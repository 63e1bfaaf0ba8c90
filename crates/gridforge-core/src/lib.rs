//! Core types and utilities for gridforge.
//!
//! This crate provides the foundational types used throughout the gridforge
//! platform:
//!
//! - **Identifiers**: Strongly-typed IDs for nodes, twins, and contracts
//! - **Identity**: The polymorphic signing capability used to authorize
//!   ledger mutations and sign deployments
//! - **Error types**: Common error definitions shared across crates
//!
//! # Example
//!
//! ```
//! use gridforge_core::{ContractId, Ed25519Identity, Identity, NodeId, TwinId};
//!
//! let node = NodeId::new(14);
//! let twin = TwinId::new(42);
//!
//! // No contract yet; contract ID zero is the "absent" sentinel.
//! let contract = ContractId::NONE;
//! assert!(contract.is_none());
//!
//! // Sign something with a generated identity.
//! let identity = Ed25519Identity::generate(twin);
//! let signature = identity.sign(b"payload");
//! assert!(identity.verify(b"payload", &signature));
//! ```

#![forbid(unsafe_code)]
#![warn(missing_docs)]
#![warn(clippy::all)]
#![warn(clippy::pedantic)]

pub mod error;
pub mod identity;
pub mod ids;

pub use error::{CoreError, Result};
pub use identity::{Ed25519Identity, Identity, SignatureScheme};
pub use ids::{ContractId, NodeId, TwinId};
//! Workloads: opaque named units of desired resource.
//!
//! A workload is identified by its name within the deployment that contains
//! it. The engine never interprets the payload; it is an opaque serializable
//! blob understood only by the remote node.

use serde::{Deserialize, Serialize};
use serde_json::Value;

/// The kind of resource a workload provisions.
///
/// The engine treats all kinds uniformly except [`WorkloadKind::PublicIp`],
/// which it counts when sizing the node contract.
#[derive(Debug, Clone, Copy, PartialEq, Eq, Hash, Serialize, Deserialize)]
#[serde(rename_all = "snake_case")]
pub enum WorkloadKind {
    /// A virtual machine instance.
    Vm,
    /// A mountable disk volume.
    Disk,
    /// A reserved public IP address.
    PublicIp,
    /// A gateway (name or FQDN proxy) entry.
    Gateway,
    /// A key-value store namespace.
    KeyValueStore,
    /// A managed cluster node.
    ClusterNode,
    /// An aggregation filesystem backed by remote stores.
    AggregationFs,
}

impl WorkloadKind {
    /// The canonical wire name for this kind, as used in challenge hashing
    /// and bus payloads.
    #[must_use]
    pub const fn as_str(self) -> &'static str {
        match self {
            Self::Vm => "vm",
            Self::Disk => "disk",
            Self::PublicIp => "public_ip",
            Self::Gateway => "gateway",
            Self::KeyValueStore => "key_value_store",
            Self::ClusterNode => "cluster_node",
            Self::AggregationFs => "aggregation_fs",
        }
    }
}

/// A single named unit of desired resource.
#[derive(Debug, Clone, PartialEq, Eq, Serialize, Deserialize)]
pub struct Workload {
    /// Version of this workload within its deployment, bumped on update.
    pub version: u32,
    /// Name, unique within the owning deployment.
    pub name: String,
    /// The resource kind.
    pub kind: WorkloadKind,
    /// Opaque kind-specific payload, uninterpreted by the engine.
    pub payload: Value,
}

impl Workload {
    /// Create a new workload at version zero.
    #[must_use]
    pub fn new(name: impl Into<String>, kind: WorkloadKind, payload: Value) -> Self {
        Self {
            version: 0,
            name: name.into(),
            kind,
            payload,
        }
    }
}
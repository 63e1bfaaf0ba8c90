//! Error types for the domain model.

use thiserror::Error;

/// A result type using `ModelError`.
pub type Result<T> = std::result::Result<T, ModelError>;

/// Errors that can occur while building or parsing domain types.
#[derive(Debug, Error)]
pub enum ModelError {
    /// A workload with this name already exists in the deployment.
    #[error("duplicate workload name: {0}")]
    DuplicateWorkloadName(String),

    /// A hash string was not valid hex.
    #[error("invalid hex in hash")]
    InvalidHex,

    /// A hash had the wrong byte length.
    #[error("invalid hash length: expected {expected} bytes, got {got}")]
    InvalidLength {
        /// The expected byte length.
        expected: usize,
        /// The actual byte length.
        got: usize,
    },
}
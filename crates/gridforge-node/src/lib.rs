//! Message-bus node client and pool for gridforge.
//!
//! Nodes are reachable only via their messaging twin. This crate translates
//! logical remote-deployment operations into bus calls and avoids
//! re-resolving node addressing per call:
//!
//! - [`NodeBus`]: the single call seam to the message bus (transport is out
//!   of scope; mocks implement it in tests)
//! - [`NodeClient`]: per-node handle exposing deployment push/update/get/
//!   delete/changes and a liveness check
//! - [`NodePool`]: resolves a node's twin once via [`TwinResolver`] and
//!   caches the client for the pool's lifetime

#![forbid(unsafe_code)]
#![warn(missing_docs)]
#![warn(clippy::all)]
#![warn(clippy::pedantic)]

pub mod bus;
pub mod client;
pub mod error;
pub mod pool;

pub use bus::{commands, NodeBus};
pub use client::NodeClient;
pub use error::{NodeError, Result};
pub use pool::{NodePool, TwinResolver};
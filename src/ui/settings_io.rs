use std::fs;
use std::path::PathBuf;

use crate::ui::settings::Settings;

fn settings_path() -> PathBuf {
    let mut path = dirs::config_dir().unwrap_or_else(|| PathBuf::from("."));
    path.push("midnight_manor");
    fs::create_dir_all(&path).ok();
    path.push("settings.json");
    path
}

pub fn load_settings() -> Settings {
    let path = settings_path();
    fs::read_to_string(path)
        .ok()
        .and_then(|s| serde_json::from_str(&s).ok())
        .unwrap_or_default()
}

pub fn save_settings(settings: &Settings) {
    let path = settings_path();
    match serde_json::to_string_pretty(settings) {
        Ok(json) => {
            if let Err(err) = fs::write(&path, json) {
                log::warn!("could not save settings to {}: {err}", path.display());
            }
        }
        Err(err) => log::warn!("could not serialize settings: {err}"),
    }
}
use serde::{Deserialize, Serialize};

/// A member of the household, fixed at startup and never mutated.
#[derive(Debug, Clone, Serialize, Deserialize)]
pub struct Suspect {
    pub id: String,
    pub name: String,
    pub role_label: String,
    pub description: String,
    pub portrait: String,
}

/// Declared for future case files; nothing populates it yet.
#[derive(Debug, Clone, Serialize, Deserialize)]
pub struct Evidence {
    pub id: String,
    pub description: String,
    #[serde(default, skip_serializing_if = "Option::is_none")]
    pub image: Option<String>,
}
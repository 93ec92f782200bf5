use anyhow::{Context, Result};
use base64::engine::general_purpose::STANDARD as BASE64;
use base64::Engine as _;
use std::path::Path;

/// Best-effort mime guess from the file extension. Unknown extensions fall
/// back to JPEG, which the narrator API tolerates.
pub fn mime_for_path(path: &Path) -> &'static str {
    match path
        .extension()
        .and_then(|ext| ext.to_str())
        .map(|ext| ext.to_ascii_lowercase())
        .as_deref()
    {
        Some("png") => "image/png",
        _ => "image/jpeg",
    }
}

pub fn to_data_uri(mime: &str, bytes: &[u8]) -> String {
    format!("data:{mime};base64,{}", BASE64.encode(bytes))
}

/// Splits a `data:` URI into its mime type and base64 payload.
pub fn split_data_uri(uri: &str) -> Option<(&str, &str)> {
    let rest = uri.strip_prefix("data:")?;
    let (header, payload) = rest.split_once(',')?;
    let mime = header.strip_suffix(";base64").unwrap_or(header);
    Some((mime, payload))
}

pub fn decode_data_uri(uri: &str) -> Result<Vec<u8>> {
    let (_, payload) = split_data_uri(uri).context("not a data URI")?;
    BASE64.decode(payload).context("invalid base64 payload")
}
use chrono::Local;
use log::{Level, LevelFilter, Metadata, Record, SetLoggerError};
use once_cell::sync::OnceCell;
use std::fs::{create_dir_all, OpenOptions};
use std::io::Write;
use std::path::PathBuf;

#[derive(Debug)]
struct FileLogger {
    log_file: PathBuf,
}

static LOGGER: OnceCell<FileLogger> = OnceCell::new();

impl log::Log for FileLogger {
    fn enabled(&self, metadata: &Metadata) -> bool {
        metadata.level() <= Level::Debug
    }

    fn log(&self, record: &Record) {
        if !self.enabled(record.metadata()) {
            return;
        }
        let line = format!(
            "{} {} - {}\n",
            Local::now().format("%Y-%m-%d %H:%M:%S"),
            record.level(),
            record.args()
        );
        if let Ok(mut file) = OpenOptions::new()
            .create(true)
            .append(true)
            .open(&self.log_file)
        {
            let _ = file.write_all(line.as_bytes());
        }
    }

    fn flush(&self) {}
}

/// Installs an append-to-file logger under the user data directory.
pub fn init() -> Result<(), SetLoggerError> {
    let dir = dirs::data_dir()
        .unwrap_or_else(|| PathBuf::from("."))
        .join("midnight_manor");
    let _ = create_dir_all(&dir);

    let logger = LOGGER.get_or_init(|| FileLogger {
        log_file: dir.join("log.txt"),
    });

    log::set_logger(logger).map(|()| log::set_max_level(LevelFilter::Debug))
}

Exercise prompt: In the entries above, find the line with "fs::create_dir_all(&path).ok();" and the line with "let (header, payload)", then set down exactly those two and every line between them, nothing else.

Completed task:
    fs::create_dir_all(&path).ok();
    path.push("settings.json");
    path
}

pub fn load_settings() -> Settings {
    let path = settings_path();
    fs::read_to_string(path)
        .ok()
        .and_then(|s| serde_json::from_str(&s).ok())
        .unwrap_or_default()
}

pub fn save_settings(settings: &Settings) {
    let path = settings_path();
    match serde_json::to_string_pretty(settings) {
        Ok(json) => {
            if let Err(err) = fs::write(&path, json) {
                log::warn!("could not save settings to {}: {err}", path.display());
            }
        }
        Err(err) => log::warn!("could not serialize settings: {err}"),
    }
}
use serde::{Deserialize, Serialize};

/// A member of the household, fixed at startup and never mutated.
#[derive(Debug, Clone, Serialize, Deserialize)]
pub struct Suspect {
    pub id: String,
    pub name: String,
    pub role_label: String,
    pub description: String,
    pub portrait: String,
}

/// Declared for future case files; nothing populates it yet.
#[derive(Debug, Clone, Serialize, Deserialize)]
pub struct Evidence {
    pub id: String,
    pub description: String,
    #[serde(default, skip_serializing_if = "Option::is_none")]
    pub image: Option<String>,
}
repository 93ec92f782200bf5
use anyhow::{Context, Result};
use base64::engine::general_purpose::STANDARD as BASE64;
use base64::Engine as _;
use std::path::Path;

/// Best-effort mime guess from the file extension. Unknown extensions fall
/// back to JPEG, which the narrator API tolerates.
pub fn mime_for_path(path: &Path) -> &'static str {
    match path
        .extension()
        .and_then(|ext| ext.to_str())
        .map(|ext| ext.to_ascii_lowercase())
        .as_deref()
    {
        Some("png") => "image/png",
        _ => "image/jpeg",
    }
}

pub fn to_data_uri(mime: &str, bytes: &[u8]) -> String {
    format!("data:{mime};base64,{}", BASE64.encode(bytes))
}

/// Splits a `data:` URI into its mime type and base64 payload.
pub fn split_data_uri(uri: &str) -> Option<(&str, &str)> {
    let rest = uri.strip_prefix("data:")?;
    let (header, payload) = rest.split_once(',')?;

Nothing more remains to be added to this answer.